This week marks World Antimicrobial Awareness Week, which aims to increase awareness of global antimicrobial resistance – “superbugs” that have become resistant to the antibiotics or medicines usually used to treat them. Antimicrobial resistance is one of the biggest threats to our global health and economic security.
For example, deaths from drug-resistant tuberculosis account for about one-third of all antimicrobial resistance deaths worldwide. To better understand how antimicrobial resistance effects the fight against tuberculosis, the Global Fund’s Head of TB Dr. Eliud Wandwalo answers questions on drug-resistant TB and why it remains a major risk to global health security.
Drug-resistant tuberculosis (DR-TB) is a form of antimicrobial resistance that is difficult and costly to treat. It is caused by TB bacteria that are resistant to at least one of the first-line existing TB medications, resulting in fewer treatment options and increasing mortality rates.

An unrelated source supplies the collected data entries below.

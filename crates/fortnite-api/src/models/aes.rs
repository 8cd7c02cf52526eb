//! AES keys of the current game build.

use chrono::{DateTime, Utc};
use fortnite_api_core::construct::{null_as_default, Construct};
use fortnite_api_core::time;
use serde::{Deserialize, Serialize};
use std::fmt;

/// A `major.minor` game version.
#[derive(Debug, Clone, Copy, PartialEq, Eq, PartialOrd, Ord, Hash)]
pub struct Version {
    /// Major version.
    pub major: u32,
    /// Minor version.
    pub minor: u32,
}

impl Version {
    /// First `<digits>.<digits>` sequence in a build string such as
    /// `++Fortnite+Release-31.10-CL-36874825`.
    #[must_use]
    pub fn from_build(build: &str) -> Option<Self> {
        let bytes = build.as_bytes();
        let mut start = 0;
        while start < bytes.len() {
            if !bytes[start].is_ascii_digit() {
                start += 1;
                continue;
            }
            let major_end = start + digits_at(&bytes[start..]);
            if bytes.get(major_end) == Some(&b'.') {
                let minor_len = digits_at(&bytes[major_end + 1..]);
                if minor_len > 0 {
                    let major = build[start..major_end].parse().ok()?;
                    let minor = build[major_end + 1..major_end + 1 + minor_len].parse().ok()?;
                    return Some(Self { major, minor });
                }
            }
            start = major_end;
        }
        None
    }
}

fn digits_at(bytes: &[u8]) -> usize {
    bytes.iter().take_while(|b| b.is_ascii_digit()).count()
}

impl fmt::Display for Version {
    fn fmt(&self, f: &mut fmt::Formatter<'_>) -> fmt::Result {
        write!(f, "{}.{}", self.major, self.minor)
    }
}

/// Key of a dynamically loaded pak file.
#[derive(Debug, Clone, Default, PartialEq, Eq, Hash, Serialize, Deserialize)]
#[serde(rename_all = "camelCase")]
pub struct DynamicKey {
    /// Pak file name.
    #[serde(default)]
    pub pak_filename: String,
    /// Pak GUID.
    #[serde(default)]
    pub pak_guid: String,
    /// The key.
    #[serde(default)]
    pub key: String,
}

/// AES keys of the current build.
#[derive(Debug, Clone, Default, PartialEq, Eq, Serialize, Deserialize)]
#[serde(rename_all = "camelCase")]
pub struct Aes {
    /// Build string.
    pub build: String,
    /// Key of the main pak files.
    #[serde(default, skip_serializing_if = "Option::is_none")]
    pub main_key: Option<String>,
    /// Keys of dynamically loaded paks.
    #[serde(
        default,
        deserialize_with = "null_as_default",
        skip_serializing_if = "Vec::is_empty"
    )]
    pub dynamic_keys: Vec<DynamicKey>,
    /// When the keys were last updated.
    #[serde(default, with = "time::utc_opt", skip_serializing_if = "Option::is_none")]
    pub updated: Option<DateTime<Utc>>,
}

impl Aes {
    /// Game version parsed from the build string.
    #[must_use]
    pub fn version(&self) -> Option<Version> {
        Version::from_build(&self.build)
    }

    /// Key for the pak file named `pak_filename`.
    #[must_use]
    pub fn dynamic_key(&self, pak_filename: &str) -> Option<&DynamicKey> {
        self.dynamic_keys
            .iter()
            .find(|key| key.pak_filename == pak_filename)
    }
}

impl Construct for Aes {}

#[cfg(test)]
mod tests {
    use super::*;
    use fortnite_api_core::ResponseFlags;
    use serde_json::json;

    #[test]
    fn version_from_build() {
        assert_eq!(
            Version::from_build("++Fortnite+Release-31.10-CL-36874825"),
            Some(Version { major: 31, minor: 10 })
        );
        assert_eq!(
            Version::from_build("++Fortnite+Release-4.5-CL-4166199"),
            Some(Version { major: 4, minor: 5 })
        );
        assert_eq!(Version::from_build("++Fortnite+Main-CL-1"), None);
        assert_eq!(Version { major: 4, minor: 5 }.to_string(), "4.5");
    }

    #[test]
    fn aes_from_payload() {
        let aes = Aes::construct(
            json!({
                "build": "++Fortnite+Release-31.10-CL-36874825",
                "mainKey": "0x2CCDFD22AD74FBFEE693A81AC11ACE57E6D10D0B8AC5FA90E793A130BC540ED4",
                "dynamicKeys": [
                    {"pakFilename": "pakchunk1001-WindowsClient.pak", "pakGuid": "E1AD6B1E", "key": "0xABCD"}
                ],
                "updated": "2024-08-27T13:36:46Z"
            }),
            ResponseFlags::INCLUDE_NOTHING,
        )
        .unwrap();

        assert_eq!(aes.version().unwrap().major, 31);
        assert_eq!(
            aes.dynamic_key("pakchunk1001-WindowsClient.pak").unwrap().key,
            "0xABCD"
        );
        assert!(aes.updated.is_some());
    }
}
//! Typed client for the Fortnite-API.com REST service.
//!
//! Two clients share one surface: [`FortniteClient`] for async code running on
//! tokio and [`blocking::FortniteClient`] for everything else. Both return the
//! same models and the same [`Error`], and both retry rate limited and failing
//! requests per their [`RetryPolicy`](fortnite_api_core::client::RetryPolicy).
//!
//! ```no_run
//! use fortnite_api::{FortniteClient, GameLanguage, ResponseFlags};
//!
//! # async fn run() -> fortnite_api::Result<()> {
//! let client = FortniteClient::builder()
//!     .with_language(GameLanguage::German)
//!     .with_response_flags(ResponseFlags::INCLUDE_PATHS)
//!     .build()?;
//!
//! let shop = client.fetch_shop(None).await?;
//! for entry in shop.entries.iter() {
//!     let entry = entry?;
//!     println!("{} vbucks", entry.final_price);
//! }
//! # Ok(())
//! # }
//! ```

#![deny(missing_docs)]

pub mod blocking;
pub mod client;
pub mod endpoints;
pub mod models;

pub use client::{FortniteClient, FortniteClientBuilder, USER_AGENT};
pub use fortnite_api_core::client::{ClientConfig, RetryPolicy};
pub use fortnite_api_core::enums::{
    AccountType, BannerIntensity, CosmeticCompatibleMode, CosmeticRarity, CustomGender,
    CosmeticType, CreatorCodeStatus, GameLanguage, KeyFormat, MatchMethod, ProductTag,
    StatsImageType, TileSize, TimeWindow,
};
pub use fortnite_api_core::{
    Construct, Error, FortniteApiConfig, HasIdentity, LazyList, Reconstruct, ResponseFlags,
};
pub use models::*;

/// Result alias over the crate's [`Error`].
pub type Result<T> = fortnite_api_core::Result<T>;
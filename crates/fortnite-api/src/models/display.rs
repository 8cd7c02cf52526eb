//! Display assets used to render shop tiles.

use super::Asset;
use fortnite_api_core::construct::{null_as_default, Construct};
use fortnite_api_core::enums::{CosmeticCompatibleMode, ProductTag};
use fortnite_api_core::impl_identity;
use serde::{Deserialize, Serialize};
use serde_json::Value;
use std::collections::HashMap;

/// A pre-rendered image of a display asset for one product.
#[derive(Debug, Clone, Default, PartialEq, Eq, Serialize, Deserialize)]
#[serde(rename_all = "camelCase")]
pub struct RenderImage {
    /// Product the image is rendered for.
    #[serde(default)]
    pub product_tag: ProductTag,
    /// Source file name.
    #[serde(default)]
    pub file_name: String,
    /// The rendered image.
    #[serde(default, skip_serializing_if = "Option::is_none")]
    pub image: Option<Asset>,
}

/// A material instance, the child of a parent material that styles a shop tile.
#[derive(Debug, Clone, Serialize, Deserialize)]
#[serde(rename_all = "camelCase")]
pub struct MaterialInstance {
    /// Material instance id.
    pub id: String,
    /// Game mode the material is made for.
    #[serde(default)]
    pub primary_mode: CosmeticCompatibleMode,
    /// Product the material is made for.
    #[serde(default)]
    pub product_tag: ProductTag,
    /// Images keyed by parameter name, e.g. `OfferImage`.
    #[serde(
        default,
        deserialize_with = "null_as_default",
        skip_serializing_if = "HashMap::is_empty"
    )]
    pub images: HashMap<String, Asset>,
    /// Hex colors keyed by parameter name, e.g. `Background_Color_A`.
    #[serde(
        default,
        deserialize_with = "null_as_default",
        skip_serializing_if = "HashMap::is_empty"
    )]
    pub colors: HashMap<String, String>,
    /// Scalar parameters.
    #[serde(
        default,
        deserialize_with = "null_as_default",
        skip_serializing_if = "HashMap::is_empty"
    )]
    pub scalings: HashMap<String, Value>,
    /// Flag parameters.
    #[serde(
        default,
        deserialize_with = "null_as_default",
        skip_serializing_if = "HashMap::is_empty"
    )]
    pub flags: HashMap<String, Value>,
}

impl MaterialInstance {
    /// The offer image.
    #[must_use]
    pub fn offer_image(&self) -> Option<&Asset> {
        self.images.get("OfferImage")
    }

    /// The background image.
    #[must_use]
    pub fn background(&self) -> Option<&Asset> {
        self.images.get("Background")
    }

    /// First background gradient color.
    #[must_use]
    pub fn background_color_a(&self) -> Option<&str> {
        self.colors.get("Background_Color_A").map(String::as_str)
    }

    /// Second background gradient color.
    #[must_use]
    pub fn background_color_b(&self) -> Option<&str> {
        self.colors.get("Background_Color_B").map(String::as_str)
    }

    /// Fall-off color.
    #[must_use]
    pub fn fall_off_color(&self) -> Option<&str> {
        self.colors.get("FallOff_Color").map(String::as_str)
    }
}

impl Construct for MaterialInstance {}

/// Visual representation of a cosmetic in the shop.
#[derive(Debug, Clone, Serialize, Deserialize)]
#[serde(rename_all = "camelCase")]
pub struct NewDisplayAsset {
    /// Display asset id.
    pub id: String,
    /// Id of the cosmetic it represents.
    #[serde(default, skip_serializing_if = "Option::is_none")]
    pub cosmetic_id: Option<String>,
    /// Material instances styling the tile.
    #[serde(
        default,
        deserialize_with = "null_as_default",
        skip_serializing_if = "Vec::is_empty"
    )]
    pub material_instances: Vec<MaterialInstance>,
    /// Pre-rendered images per product.
    #[serde(
        default,
        deserialize_with = "null_as_default",
        skip_serializing_if = "Vec::is_empty"
    )]
    pub render_images: Vec<RenderImage>,
}

impl NewDisplayAsset {
    /// Render image for `product`, if any.
    #[must_use]
    pub fn render_image(&self, product: &ProductTag) -> Option<&RenderImage> {
        self.render_images.iter().find(|image| &image.product_tag == product)
    }
}

impl Construct for NewDisplayAsset {}

impl_identity!(MaterialInstance, NewDisplayAsset);
//! The async and blocking clients must agree on results and failures.

use fortnite_api::{
    blocking, Error, FortniteClient, GameLanguage, LazyList, Reconstruct, ResponseFlags,
    RetryPolicy,
};
use serde_json::json;
use std::fs;
use std::path::PathBuf;
use wiremock::matchers::{method, path, query_param};
use wiremock::{Mock, MockServer, ResponseTemplate};

fn fixture(name: &str) -> Vec<u8> {
    let fixture_path = PathBuf::from(env!("CARGO_MANIFEST_DIR"))
        .join("tests")
        .join("fixtures")
        .join(name);
    fs::read(&fixture_path)
        .unwrap_or_else(|e| panic!("Failed to read fixture at {}: {}", fixture_path.display(), e))
}

fn async_client(server: &MockServer) -> FortniteClient {
    FortniteClient::builder()
        .with_base_url(server.uri())
        .with_language(GameLanguage::Japanese)
        .with_response_flags(ResponseFlags::INCLUDE_GAMEPLAY_TAGS)
        .with_retry_policy(RetryPolicy::no_retry())
        .build()
        .unwrap()
}

fn blocking_client(uri: String) -> blocking::FortniteClient {
    blocking::FortniteClient::builder()
        .with_base_url(uri)
        .with_language(GameLanguage::Japanese)
        .with_response_flags(ResponseFlags::INCLUDE_GAMEPLAY_TAGS)
        .with_retry_policy(RetryPolicy::no_retry())
        .build()
        .unwrap()
}

/// Every element agrees: equal payloads when built, equal errors when not.
fn assert_same_elements<T: Reconstruct>(left: &LazyList<T>, right: &LazyList<T>) {
    assert_eq!(left.len(), right.len());
    for (index, (a, b)) in left.iter().zip(right.iter()).enumerate() {
        match (a, b) {
            (Ok(a), Ok(b)) => assert_eq!(
                a.to_payload().unwrap(),
                b.to_payload().unwrap(),
                "element {index} differs"
            ),
            (Err(a), Err(b)) => assert_eq!(a, b, "element {index} fails differently"),
            (a, b) => panic!("element {index}: async {:?}, blocking {:?}", a.is_ok(), b.is_ok()),
        }
    }
}

#[tokio::test]
async fn test_cosmetics_match() {
    let server = MockServer::start().await;
    Mock::given(method("GET"))
        .and(path("/v2/cosmetics/br"))
        .and(query_param("language", "ja"))
        .and(query_param("responseFlags", "2"))
        .respond_with(ResponseTemplate::new(200).set_body_raw(fixture("cosmetics_br.json"), "application/json"))
        .expect(2)
        .mount(&server)
        .await;

    let from_async = async_client(&server).fetch_cosmetics_br(None).await.unwrap();

    let uri = server.uri();
    let from_blocking = tokio::task::spawn_blocking(move || {
        blocking_client(uri).fetch_cosmetics_br(None)
    })
    .await
    .unwrap()
    .unwrap();

    assert_eq!(from_async.len(), from_blocking.len());
    assert_eq!(from_async.raw(), from_blocking.raw());

    assert_same_elements(&from_async, &from_blocking);

    let a = from_async.first().unwrap().unwrap();
    assert!(!a.gameplay_tags.is_empty());
    assert!(a.path.is_none());
    assert!(from_async.get(2).unwrap().is_err());
}

#[tokio::test]
async fn test_shop_matches() {
    let server = MockServer::start().await;
    Mock::given(method("GET"))
        .and(path("/v2/shop"))
        .and(query_param("language", "ja"))
        .and(query_param("responseFlags", "2"))
        .respond_with(ResponseTemplate::new(200).set_body_raw(fixture("shop.json"), "application/json"))
        .expect(2)
        .mount(&server)
        .await;

    let from_async = async_client(&server).fetch_shop(None).await.unwrap();

    let uri = server.uri();
    let from_blocking = tokio::task::spawn_blocking(move || blocking_client(uri).fetch_shop(None))
        .await
        .unwrap()
        .unwrap();

    assert_eq!(from_async.to_payload().unwrap(), from_blocking.to_payload().unwrap());
    assert_same_elements(&from_async.entries, &from_blocking.entries);

    for (a, b) in from_async.entries.iter().zip(from_blocking.entries.iter()) {
        let (a, b) = (a.unwrap(), b.unwrap());
        assert_same_elements(&a.br_items, &b.br_items);
        assert_same_elements(&a.tracks, &b.tracks);
        assert!(a.display_asset_path.is_none());
    }
}

#[tokio::test]
async fn test_errors_match() {
    let server = MockServer::start().await;
    Mock::given(method("GET"))
        .and(path("/v1/playlists/Playlist_Missing"))
        .respond_with(ResponseTemplate::new(404).set_body_json(json!({
            "status": 404,
            "error": "the requested playlist was not found"
        })))
        .expect(2)
        .mount(&server)
        .await;

    let async_err = async_client(&server)
        .fetch_playlist("Playlist_Missing", None)
        .await
        .unwrap_err();

    let uri = server.uri();
    let blocking_err = tokio::task::spawn_blocking(move || {
        blocking_client(uri).fetch_playlist("Playlist_Missing", None)
    })
    .await
    .unwrap()
    .unwrap_err();

    assert!(matches!(async_err, Error::NotFound(_)));
    assert_eq!(async_err, blocking_err);
}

Multidrug-resistant TB (MDR-TB) is defined as TB bacteria that are resistant to two of the most important TB drugs, isoniazid (INH) and rifampicin (R).

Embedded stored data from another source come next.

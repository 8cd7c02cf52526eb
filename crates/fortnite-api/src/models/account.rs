//! Epic Games accounts.

use fortnite_api_core::construct::Construct;
use fortnite_api_core::impl_identity;
use serde::{Deserialize, Serialize};

/// An Epic Games account.
#[derive(Debug, Clone, Serialize, Deserialize)]
#[serde(rename_all = "camelCase")]
pub struct Account {
    /// Account id.
    pub id: String,
    /// Display name.
    #[serde(default)]
    pub name: String,
}

impl Construct for Account {}

impl_identity!(Account);
//! Guestlog Daemon - guest log agent

use anyhow::{Context, Result};
use guestlog_agent::GuestLogManager;
use guestlog_core::{constants, AgentConfig};
use std::path::PathBuf;
use tracing::{error, info};
use tracing_subscriber::{layer::SubscriberExt, util::SubscriberInitExt};

mod daemon;
mod handlers;

use daemon::Daemon;

#[tokio::main]
async fn main() -> Result<()> {
    dotenvy::dotenv().ok();

    tracing_subscriber::registry()
        .with(
            tracing_subscriber::EnvFilter::try_from_default_env()
                .unwrap_or_else(|_| "guestlogd=info,guestlog_agent=info".into()),
        )
        .with(tracing_subscriber::fmt::layer())
        .init();

    info!("Guestlog daemon starting...");

    let home = constants::guestlog_home();
    if !home.exists() {
        std::fs::create_dir_all(&home)?;
        info!("Created guestlog home directory: {}", home.display());
    }

    let config_path = std::env::var_os("GUESTLOG_CONFIG")
        .map(PathBuf::from)
        .unwrap_or_else(constants::config_path);
    let config = AgentConfig::load(&config_path)
        .with_context(|| format!("Failed to load config from {}", config_path.display()))?;
    info!(
        "Loaded config for manager '{}' ({} datastore logs)",
        config.manager,
        config.logs.len()
    );

    let socket_path = constants::socket_path();
    if socket_path.exists() {
        match tokio::net::UnixStream::connect(&socket_path).await {
            Ok(_) => {
                error!("Daemon is already running");
                std::process::exit(1);
            }
            Err(_) => {
                info!("Removing stale socket file");
                std::fs::remove_file(&socket_path)?;
            }
        }
    }

    let manager = GuestLogManager::from_config(&config)?;
    let daemon = Daemon::new(manager, &socket_path).await?;

    let mut sigterm = tokio::signal::unix::signal(tokio::signal::unix::SignalKind::terminate())?;
    let mut sigint = tokio::signal::unix::signal(tokio::signal::unix::SignalKind::interrupt())?;

    tokio::select! {
        result = daemon.run() => {
            if let Err(e) = result {
                error!("Daemon error: {}", e);
                return Err(e.into());
            }
        }
        _ = sigterm.recv() => {
            info!("Received SIGTERM, shutting down...");
        }
        _ = sigint.recv() => {
            info!("Received SIGINT, shutting down...");
        }
    }

    info!("Daemon shutdown complete");
    Ok(())
}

Extensively drug-resistant tuberculosis (XDR-TB) is characterized when a person develops MDR-TB which is resistant to additional drugs including fluoroquinolones and injectables.
Overall, TB deaths have dropped by 25% since the Global Fund was founded in 2002. Yet in 2020, disruptions caused by the COVID-19 pandemic could lead to an additional 525,000 deaths from TB. In addition, the drug-resistant forms of the disease could rise, complicating an already dire situation.
In 2019, an estimated 500,000 people developed DR-TB and 182,000 died globally. Less than 60% of MDR-TB patients who initiate treatment are successfully treated, mostly due to high mortality and falling out of treatment programs. Outcomes for individuals with XDR-TB are even worse, with approximately only one-third of patients successfully treated.
As treatment is long and hard, DR-TB patients often stop treatment before they should and when untreated or inadequately treated, they continue transmitting drug-resistant bacteria to others and have a higher risk of mortality.
The Global Fund and its partners are supporting countries to transition to new all-oral regimens including new drugs (bedaquiline and delamanid) for the treatment of DR-TB. By the end of 2020, at least 125,000 people will have access to these regimens/medicines. The Global Fund also invests in rapid molecular diagnostic machines including GeneXpert tests which allow the screening of thousands of people with TB/DR-TB around the world quickly and efficiently, and which are now also used to test COVID-19. But technology alone is not enough. Community health workers are vital to the fight against TB – they provide assistance, raise awareness, fight stigma and improve access to TB services, treatment and care.
Treating DR-TB costs more and needs prolonged treatment duration. To step up the fight and achieve the global goal of ending TB as an epidemic by 2030, increased international funding and domestic resource allocation is urgently needed. The Global Fund provides 73% of all international financing for TB. Today, however, efforts to fight TB and DR-TB remain largely under-resourced.